Hungary strikes deal with Russia’s Gazprom as gas bill threatens economy
(Bloomberg) — Russian energy giant Gazprom PJSC will allow Hungary to delay payments for natural gas if necessary, as soaring imports threaten to upend the country’s already strained budget.
The delay is for bills coming due this winter, Hungary’s state-owned power company MVM Zrt. said in a statement on Monday. “The possibility of temporary delayed payment widens the financing maneuvering room for MVM and boosts its liquidity position,” MVM said.
Soaring energy payments are aggravating concerns about the state of Hungary’s economy. Billions of euros in European Union funding are currently blocked over concerns about corruption and cronyism under Prime Minister Viktor Orban, international reserves are below the level needed to cover at least three months of imports and the forint is trading at all-time low despite the EU’s highest key interest rate.
Hungary is one of the EU nations most reliant on Russia for energy, and has seen the cost of oil and gas imports soar to an estimated $19 billion this year from $4 billion in 2019, according to government data.

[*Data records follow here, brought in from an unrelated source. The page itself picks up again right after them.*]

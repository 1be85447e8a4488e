//! Model asset resolution
//!
//! The palm detection and hand landmark models live at fixed remote
//! locations. Each is downloaded once into the user cache directory and
//! reused on later runs.

use std::fs;
use std::io::{Read, Write};
use std::path::{Path, PathBuf};
use std::sync::atomic::{AtomicBool, Ordering};
use std::time::Duration;

use super::TrackerError;
use crate::settings::Settings;

const CACHE_SUBDIR: &str = "gesture-cloud/models";
const DOWNLOAD_TIMEOUT: Duration = Duration::from_secs(120);
const CONNECT_TIMEOUT: Duration = Duration::from_secs(10);
const CHUNK_SIZE: usize = 64 * 1024;

/// Where a model file comes from
#[derive(Debug, Clone, PartialEq, Eq)]
pub enum ModelSource {
    /// A file the user pointed at explicitly
    Local(PathBuf),
    /// Remote asset cached under `cache_path`
    Remote { url: String, cache_path: PathBuf },
}

impl ModelSource {
    /// Landmark model source from settings
    pub fn landmark(settings: &Settings) -> Result<Self, TrackerError> {
        Self::new(settings.model_path.as_deref(), &settings.model_url)
    }

    /// Palm detection model source from settings
    pub fn palm(settings: &Settings) -> Result<Self, TrackerError> {
        Self::new(settings.palm_model_path.as_deref(), &settings.palm_model_url)
    }

    /// A local override wins; otherwise the URL is cached under the user
    /// cache directory
    pub fn new(local: Option<&Path>, url: &str) -> Result<Self, TrackerError> {
        if let Some(path) = local {
            return Ok(Self::Local(path.to_path_buf()));
        }

        let cache_dir = dirs::cache_dir()
            .ok_or_else(|| TrackerError::Model("no cache directory available".to_string()))?;
        Ok(Self::Remote {
            url: url.to_string(),
            cache_path: cache_dir.join(CACHE_SUBDIR).join(file_name_for(url)),
        })
    }

    /// Return a local path to the model, downloading it if needed.
    ///
    /// A download is abandoned with [`TrackerError::Cancelled`] as soon as
    /// `running` goes false.
    pub fn resolve(&self, running: &AtomicBool) -> Result<PathBuf, TrackerError> {
        match self {
            Self::Local(path) => {
                if path.is_file() {
                    Ok(path.clone())
                } else {
                    Err(TrackerError::Model(format!(
                        "model file not found: {}",
                        path.display()
                    )))
                }
            }
            Self::Remote { url, cache_path } => {
                if cache_path.is_file() {
                    log::info!("Using cached landmark model {:?}", cache_path);
                    return Ok(cache_path.clone());
                }
                download(url, cache_path, running)?;
                Ok(cache_path.clone())
            }
        }
    }
}

/// Last path segment of the URL, without query string
fn file_name_for(url: &str) -> String {
    url.split('?')
        .next()
        .and_then(|path| path.rsplit('/').next())
        .filter(|name| !name.is_empty())
        .unwrap_or("hand_landmark.onnx")
        .to_string()
}

fn download_error(e: reqwest::Error) -> TrackerError {
    TrackerError::Model(format!("download failed: {}", e))
}

/// Download `url` to `dest`, writing to a temporary file first so a partial
/// download never looks like a valid cache entry.
fn download(url: &str, dest: &Path, running: &AtomicBool) -> Result<(), TrackerError> {
    log::info!("Downloading landmark model from {}", url);

    let client = reqwest::blocking::Client::builder()
        .timeout(DOWNLOAD_TIMEOUT)
        .connect_timeout(CONNECT_TIMEOUT)
        .build()
        .map_err(download_error)?;
    let mut response = client
        .get(url)
        .send()
        .and_then(|r| r.error_for_status())
        .map_err(download_error)?;

    if let Some(parent) = dest.parent() {
        fs::create_dir_all(parent)?;
    }
    let tmp = dest.with_extension("part");
    let copied = {
        let mut file = fs::File::create(&tmp)?;
        copy_until_stopped(&mut response, &mut file, running).and_then(|n| {
            file.sync_all()?;
            Ok(n)
        })
    };
    let written = match copied {
        Ok(n) => n,
        Err(e) => {
            let _ = fs::remove_file(&tmp);
            return Err(e);
        }
    };
    fs::rename(&tmp, dest)?;

    log::info!("Saved landmark model ({} bytes) to {:?}", written, dest);
    Ok(())
}

/// Copy `reader` into `writer` in chunks, checking `running` between chunks
fn copy_until_stopped<R: Read, W: Write>(
    reader: &mut R,
    writer: &mut W,
    running: &AtomicBool,
) -> Result<u64, TrackerError> {
    let mut buf = vec![0u8; CHUNK_SIZE];
    let mut total = 0u64;
    loop {
        if !running.load(Ordering::Acquire) {
            return Err(TrackerError::Cancelled);
        }
        let n = match reader.read(&mut buf) {
            Ok(0) => return Ok(total),
            Ok(n) => n,
            Err(e) if e.kind() == std::io::ErrorKind::Interrupted => continue,
            Err(e) => return Err(TrackerError::Model(format!("download failed: {}", e))),
        };
        writer.write_all(&buf[..n])?;
        total += n as u64;
    }
}

#[cfg(test)]
mod tests {
    use super::*;

    #[test]
    fn test_file_name_for_url() {
        assert_eq!(
            file_name_for("https://example.com/models/hand.onnx?download=1"),
            "hand.onnx"
        );
        assert_eq!(file_name_for("https://example.com/"), "hand_landmark.onnx");
    }

    #[test]
    fn test_local_source_preferred() {
        let settings = Settings {
            model_path: Some(PathBuf::from("/opt/models/hand.onnx")),
            palm_model_path: Some(PathBuf::from("/opt/models/palm.onnx")),
            ..Settings::default()
        };
        assert_eq!(
            ModelSource::landmark(&settings).unwrap(),
            ModelSource::Local(PathBuf::from("/opt/models/hand.onnx"))
        );
        assert_eq!(
            ModelSource::palm(&settings).unwrap(),
            ModelSource::Local(PathBuf::from("/opt/models/palm.onnx"))
        );
    }

    #[test]
    fn test_remote_sources_cache_separately() {
        let settings = Settings::default();
        // No cache directory on some CI sandboxes
        let (Ok(landmark), Ok(palm)) = (ModelSource::landmark(&settings), ModelSource::palm(&settings)) else {
            return;
        };
        match (landmark, palm) {
            (
                ModelSource::Remote { cache_path: a, .. },
                ModelSource::Remote { cache_path: b, .. },
            ) => {
                assert_ne!(a, b);
                assert!(b.ends_with("palm_detection_mediapipe_2023feb.onnx"));
            }
            other => panic!("expected remote sources, got {:?}", other),
        }
    }

    #[test]
    fn test_missing_local_model_is_an_error() {
        let source = ModelSource::Local(PathBuf::from("/definitely/not/here.onnx"));
        let running = AtomicBool::new(true);
        assert!(matches!(source.resolve(&running), Err(TrackerError::Model(_))));
    }

    /// Reader that clears the flag after handing out its first chunk
    struct StopAfterFirstChunk<'a> {
        running: &'a AtomicBool,
        reads: usize,
    }

    impl Read for StopAfterFirstChunk<'_> {
        fn read(&mut self, buf: &mut [u8]) -> std::io::Result<usize> {
            self.reads += 1;
            self.running.store(false, Ordering::Release);
            buf[0] = 7;
            Ok(1)
        }
    }

    #[test]
    fn test_copy_finishes_when_running() {
        let mut reader = std::io::Cursor::new(vec![1u8; CHUNK_SIZE * 2 + 5]);
        let mut out = Vec::new();
        let copied = copy_until_stopped(&mut reader, &mut out, &AtomicBool::new(true)).unwrap();
        assert_eq!(copied, (CHUNK_SIZE * 2 + 5) as u64);
        assert_eq!(out.len(), CHUNK_SIZE * 2 + 5);
    }

    #[test]
    fn test_copy_stops_between_chunks() {
        let running = AtomicBool::new(true);
        let mut reader = StopAfterFirstChunk {
            running: &running,
            reads: 0,
        };
        let mut out = Vec::new();
        let result = copy_until_stopped(&mut reader, &mut out, &running);
        assert!(matches!(result, Err(TrackerError::Cancelled)));
        assert_eq!(reader.reads, 1);
        assert_eq!(out, vec![7]);
    }

    #[test]
    fn test_cached_remote_model_skips_download() {
        let dir = std::env::temp_dir().join(format!("gesture-cloud-test-{}", std::process::id()));
        fs::create_dir_all(&dir).unwrap();
        let cache_path = dir.join("hand.onnx");
        fs::write(&cache_path, b"model").unwrap();

        let source = ModelSource::Remote {
            url: "http://127.0.0.1:9/unreachable.onnx".to_string(),
            cache_path: cache_path.clone(),
        };
        assert_eq!(source.resolve(&AtomicBool::new(true)).unwrap(), cache_path);

        fs::remove_dir_all(&dir).unwrap();
    }
}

Additional purchases of natural gas from Gazprom, on top Hungary’s long-term contract, will cost the budget an extra 740 billion forint ($1.7 billion) this year and widen the budget deficit to 6.1% of gross domestic production from a targeted 4.9%, Finance Minister Mihaly Varga said on Sept. 23.
The forint fell 4% against the euro in the past week to a record low. That took its year-to-date loss to more than 13%, the third-worst in emerging markets after the Argentine peso and Turkish lira.